Sunday 10 January 2010

Unwilling suitor, reluctant bride (1)

'If you can find a job for Ball at your company, I will be happy. Perhaps a salary of B40,000?'

That was idle taxi driver Lort, partner to Ball's Mum.

Ball is my new friend from the slums.

‘And I’ll be even happier if you invest in a Thai home-made liquor (ya dong) stall,’ Lort said cheerily.

Lort, a taxi-driver who spends more time at home than he does on the road, is a man with his eye out for the main chance.

He sees me as a suitor for Ball's affections. In return for entering his family, I must pay a bridal price.

I was trying to explain why, a few nights ago, Ball had turned up at home drunk.

He had spent the night imbibing ya dong with carer R and me.

He arrived home about 3am, which was too late for his mother's liking.

Lort didn't care. 

‘What you and Ball do when you’re together doesn’t interest me,' he said. ‘I know what he’s like. When he drinks, he abandons self-control.’

'But I didn't do anything!' I felt like saying.

‘Just B3,000 is all you need to set up a whisky stand,' he said, pressing ahead.

'I know the police and local body inspectors, so even though we are not paying tax on the produce, you won’t get into any trouble.

‘How about it?’ he asked, extending his hand.

He wanted me to shake on it, to acknowledge that we had a deal.

I was sitting in their slum home, squeezed into a small living space with seven or eight family members, including Ball.

Ball looked worried.

'I don't want that. I just want to be your friend!' Ball told me quietly.

Just as I didn’t view him as a potential bride, nor did he want our relationship to go any further for the time being, despite what Lort might have in mind.

This was our first time together since we had met at carer R's medicinal booze stand, two nights before.

R had packed up his stand and headed for bed about 2am, which left me to cope alone with young Ball, by then too inebriated to walk straight, but unwilling to go home alone.

A couple of hours before, Ball’s Mum had dropped in to see us.

‘I will send Ball home promptly,’ I promised Mum.

That wasn't to be.

Ball and I tried to drag each other back home across the vacant lot, without success. I refused to go until I had seen him safely home, and vice versa. We were part-playing, part-serious.

A heavy downpour broke the spell.

Ball danced in the rain, and suddenly felt the cold. He agreed to take himself home.

As we sat in his home two days later, I asked about that night.

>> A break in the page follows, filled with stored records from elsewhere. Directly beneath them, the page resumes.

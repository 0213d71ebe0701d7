//! localStorage-backed credential store.

use crate::fetch::js_error;
use sketchcast_core::session::{CredentialStore, SessionError, SessionResult};
use sketchcast_core::transport::BoxFuture;

const CREDENTIALS_KEY: &str = "sketchcast.session";

/// Keeps the signed-in identity in `window.localStorage`.
#[derive(Debug, Default)]
pub struct LocalStorageCredentialStore;

impl LocalStorageCredentialStore {
    pub fn new() -> Self {
        Self
    }

    fn storage() -> SessionResult<web_sys::Storage> {
        web_sys::window()
            .ok_or_else(|| SessionError::Storage("No window object".to_string()))?
            .local_storage()
            .map_err(|e| SessionError::Storage(js_error(&e)))?
            .ok_or_else(|| SessionError::Storage("localStorage not available".to_string()))
    }
}

impl CredentialStore for LocalStorageCredentialStore {
    fn load(&self) -> BoxFuture<'_, SessionResult<Option<String>>> {
        Box::pin(async move {
            Self::storage()?
                .get_item(CREDENTIALS_KEY)
                .map_err(|e| SessionError::Storage(js_error(&e)))
        })
    }

    fn save(&self, credentials: &str) -> BoxFuture<'_, SessionResult<()>> {
        let credentials = credentials.to_string();
        Box::pin(async move {
            Self::storage()?
                .set_item(CREDENTIALS_KEY, &credentials)
                .map_err(|e| SessionError::Storage(js_error(&e)))
        })
    }

    fn clear(&self) -> BoxFuture<'_, SessionResult<()>> {
        Box::pin(async move {
            Self::storage()?
                .remove_item(CREDENTIALS_KEY)
                .map_err(|e| SessionError::Storage(js_error(&e)))
        })
    }
}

'Mum gave me a telling off,' he said quietly.

'I'm sorry Ball came home so late. He was in my care, but neither of us wanted to stop,' I told Ball's Mum, who looked understanding.

Lort piped up: ‘Ball’s mother was unable to sleep until he finally came home, soaked to the skin.’

I have spent several hours over the past couple of days getting to know extrovert Lort.

Lort says he has three young adult sons by an earlier relationship. They now live in the US.

‘Both families know about each other, but have never met, as I don’t want them getting involved,’ he told me one day recently.

I was wandering across a vacant section at the rear of my condo, which leads to the local 7-11, when Lort spotted me.

He waved me over, and invited me to join three friends and himself in a chicken shed, for a few shots of Thai white liquor.

This is the heady stuff which forms the main component of ya dong, an alcohol/herbal mix popular with Thais as a cheap alternative to the branded whisky on sale in stores.

Carer R sells ya dong at his stall. His mother-in-law makes it, and he sells it in an alleyway close to her home. The alleyway lies on the same route that I take to get to the 7-11, which is how carer R and I met.

Around here, these brews are popular; I know of at least two other ya dong stands within 100m of my place.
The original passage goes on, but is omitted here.